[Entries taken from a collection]
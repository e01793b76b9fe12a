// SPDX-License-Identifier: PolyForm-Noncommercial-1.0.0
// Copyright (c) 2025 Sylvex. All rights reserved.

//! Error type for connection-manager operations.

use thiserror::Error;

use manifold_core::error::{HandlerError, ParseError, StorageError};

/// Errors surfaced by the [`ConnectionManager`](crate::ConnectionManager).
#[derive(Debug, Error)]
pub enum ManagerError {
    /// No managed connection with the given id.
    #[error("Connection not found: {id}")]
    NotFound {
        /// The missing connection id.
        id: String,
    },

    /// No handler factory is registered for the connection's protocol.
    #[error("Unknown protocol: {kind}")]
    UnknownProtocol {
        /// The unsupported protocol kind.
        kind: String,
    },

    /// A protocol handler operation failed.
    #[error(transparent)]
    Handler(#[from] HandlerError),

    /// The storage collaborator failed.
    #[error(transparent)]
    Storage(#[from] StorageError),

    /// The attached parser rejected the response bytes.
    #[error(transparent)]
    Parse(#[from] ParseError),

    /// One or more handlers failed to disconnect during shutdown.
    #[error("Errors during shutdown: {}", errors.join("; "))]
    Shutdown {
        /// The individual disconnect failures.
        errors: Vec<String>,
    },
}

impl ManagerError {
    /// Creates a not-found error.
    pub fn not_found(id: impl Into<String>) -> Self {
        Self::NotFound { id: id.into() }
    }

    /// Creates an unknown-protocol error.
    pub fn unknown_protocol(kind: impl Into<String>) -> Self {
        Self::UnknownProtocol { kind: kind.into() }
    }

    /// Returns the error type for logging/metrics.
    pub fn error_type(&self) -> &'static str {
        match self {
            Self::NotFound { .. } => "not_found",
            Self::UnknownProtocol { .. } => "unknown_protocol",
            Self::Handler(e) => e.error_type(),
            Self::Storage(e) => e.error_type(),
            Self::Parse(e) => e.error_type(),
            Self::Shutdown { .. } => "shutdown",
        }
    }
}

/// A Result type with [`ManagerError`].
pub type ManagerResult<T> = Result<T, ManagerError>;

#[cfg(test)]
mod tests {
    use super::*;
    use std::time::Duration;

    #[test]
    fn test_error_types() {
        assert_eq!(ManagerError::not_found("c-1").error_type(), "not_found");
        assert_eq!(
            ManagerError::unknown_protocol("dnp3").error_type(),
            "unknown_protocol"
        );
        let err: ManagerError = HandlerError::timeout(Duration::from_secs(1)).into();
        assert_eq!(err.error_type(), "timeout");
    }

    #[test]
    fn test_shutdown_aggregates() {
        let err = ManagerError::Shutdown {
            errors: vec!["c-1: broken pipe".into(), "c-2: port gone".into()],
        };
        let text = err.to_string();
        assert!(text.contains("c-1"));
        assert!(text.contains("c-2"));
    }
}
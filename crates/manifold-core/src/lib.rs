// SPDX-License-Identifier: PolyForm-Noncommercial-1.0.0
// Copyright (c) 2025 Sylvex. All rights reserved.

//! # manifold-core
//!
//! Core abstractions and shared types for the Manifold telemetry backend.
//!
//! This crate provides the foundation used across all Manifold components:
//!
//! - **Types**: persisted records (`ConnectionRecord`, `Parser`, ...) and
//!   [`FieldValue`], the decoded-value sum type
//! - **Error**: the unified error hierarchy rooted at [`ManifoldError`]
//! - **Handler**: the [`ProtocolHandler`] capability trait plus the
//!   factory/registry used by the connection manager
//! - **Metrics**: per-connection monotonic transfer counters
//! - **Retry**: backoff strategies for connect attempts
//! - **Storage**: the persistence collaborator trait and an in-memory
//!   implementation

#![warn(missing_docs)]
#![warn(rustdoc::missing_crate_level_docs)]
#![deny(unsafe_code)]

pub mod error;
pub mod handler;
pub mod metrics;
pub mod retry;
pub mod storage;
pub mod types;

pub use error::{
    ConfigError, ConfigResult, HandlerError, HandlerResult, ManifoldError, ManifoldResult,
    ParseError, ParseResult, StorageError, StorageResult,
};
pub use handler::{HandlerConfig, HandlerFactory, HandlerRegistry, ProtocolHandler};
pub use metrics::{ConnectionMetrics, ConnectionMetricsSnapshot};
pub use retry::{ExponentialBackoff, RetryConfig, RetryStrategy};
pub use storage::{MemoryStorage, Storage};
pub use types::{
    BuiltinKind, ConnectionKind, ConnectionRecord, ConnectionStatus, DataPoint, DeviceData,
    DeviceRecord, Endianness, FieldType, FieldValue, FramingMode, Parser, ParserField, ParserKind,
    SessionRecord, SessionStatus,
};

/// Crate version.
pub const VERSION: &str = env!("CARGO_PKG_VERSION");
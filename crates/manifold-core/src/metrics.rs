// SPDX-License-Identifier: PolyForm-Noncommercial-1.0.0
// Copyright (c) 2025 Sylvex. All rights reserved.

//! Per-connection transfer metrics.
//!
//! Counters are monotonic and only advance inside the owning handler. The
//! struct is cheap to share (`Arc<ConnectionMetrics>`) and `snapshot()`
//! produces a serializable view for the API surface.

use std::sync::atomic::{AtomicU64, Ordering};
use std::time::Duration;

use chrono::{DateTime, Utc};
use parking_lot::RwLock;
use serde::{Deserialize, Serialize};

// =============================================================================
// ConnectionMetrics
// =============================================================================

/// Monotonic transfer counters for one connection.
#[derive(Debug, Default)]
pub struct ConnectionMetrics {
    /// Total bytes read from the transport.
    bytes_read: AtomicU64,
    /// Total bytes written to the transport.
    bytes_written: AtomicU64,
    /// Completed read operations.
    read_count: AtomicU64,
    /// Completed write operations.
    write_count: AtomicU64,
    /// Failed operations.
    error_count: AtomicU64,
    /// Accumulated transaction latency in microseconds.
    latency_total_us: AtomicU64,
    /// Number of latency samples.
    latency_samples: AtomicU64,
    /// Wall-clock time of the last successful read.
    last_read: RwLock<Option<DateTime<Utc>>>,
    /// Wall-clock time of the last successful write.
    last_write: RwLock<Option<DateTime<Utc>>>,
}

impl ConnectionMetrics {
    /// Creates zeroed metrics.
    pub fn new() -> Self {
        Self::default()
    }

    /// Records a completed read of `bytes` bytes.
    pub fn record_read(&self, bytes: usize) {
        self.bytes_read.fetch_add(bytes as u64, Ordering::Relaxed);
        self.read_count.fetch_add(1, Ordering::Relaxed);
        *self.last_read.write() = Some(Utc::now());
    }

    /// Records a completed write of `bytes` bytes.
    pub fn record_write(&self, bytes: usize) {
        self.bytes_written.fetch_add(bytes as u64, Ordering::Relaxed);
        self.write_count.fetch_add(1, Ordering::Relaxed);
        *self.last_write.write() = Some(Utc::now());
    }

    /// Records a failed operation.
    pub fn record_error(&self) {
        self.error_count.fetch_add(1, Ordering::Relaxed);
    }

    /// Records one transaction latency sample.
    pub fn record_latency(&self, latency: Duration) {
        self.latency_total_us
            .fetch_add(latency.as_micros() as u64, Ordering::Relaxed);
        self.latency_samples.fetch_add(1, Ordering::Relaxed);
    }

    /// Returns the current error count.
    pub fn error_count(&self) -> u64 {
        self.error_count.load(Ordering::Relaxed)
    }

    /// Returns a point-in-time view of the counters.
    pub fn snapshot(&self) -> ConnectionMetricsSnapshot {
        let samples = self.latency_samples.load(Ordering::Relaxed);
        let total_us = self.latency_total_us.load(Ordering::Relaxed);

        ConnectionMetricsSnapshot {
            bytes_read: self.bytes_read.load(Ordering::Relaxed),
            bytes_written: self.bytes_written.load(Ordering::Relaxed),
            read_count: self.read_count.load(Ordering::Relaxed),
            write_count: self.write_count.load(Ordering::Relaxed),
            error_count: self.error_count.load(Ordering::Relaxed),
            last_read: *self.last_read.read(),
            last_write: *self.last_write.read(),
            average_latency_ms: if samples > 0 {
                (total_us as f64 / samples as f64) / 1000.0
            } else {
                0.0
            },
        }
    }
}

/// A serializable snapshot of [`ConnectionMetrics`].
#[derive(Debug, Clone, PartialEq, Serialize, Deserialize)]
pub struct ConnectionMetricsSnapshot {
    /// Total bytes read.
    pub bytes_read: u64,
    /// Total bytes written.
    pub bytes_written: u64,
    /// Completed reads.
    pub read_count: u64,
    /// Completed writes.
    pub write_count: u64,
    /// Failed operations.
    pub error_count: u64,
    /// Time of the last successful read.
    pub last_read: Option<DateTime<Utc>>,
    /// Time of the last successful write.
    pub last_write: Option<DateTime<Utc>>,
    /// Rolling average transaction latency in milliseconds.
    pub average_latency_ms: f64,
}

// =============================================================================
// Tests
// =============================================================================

**Your task**
In the entries above, find every line with the word "Serialize" and list it.

**Response area**
use serde::{Deserialize, Serialize};
#[derive(Debug, Clone, PartialEq, Serialize, Deserialize)]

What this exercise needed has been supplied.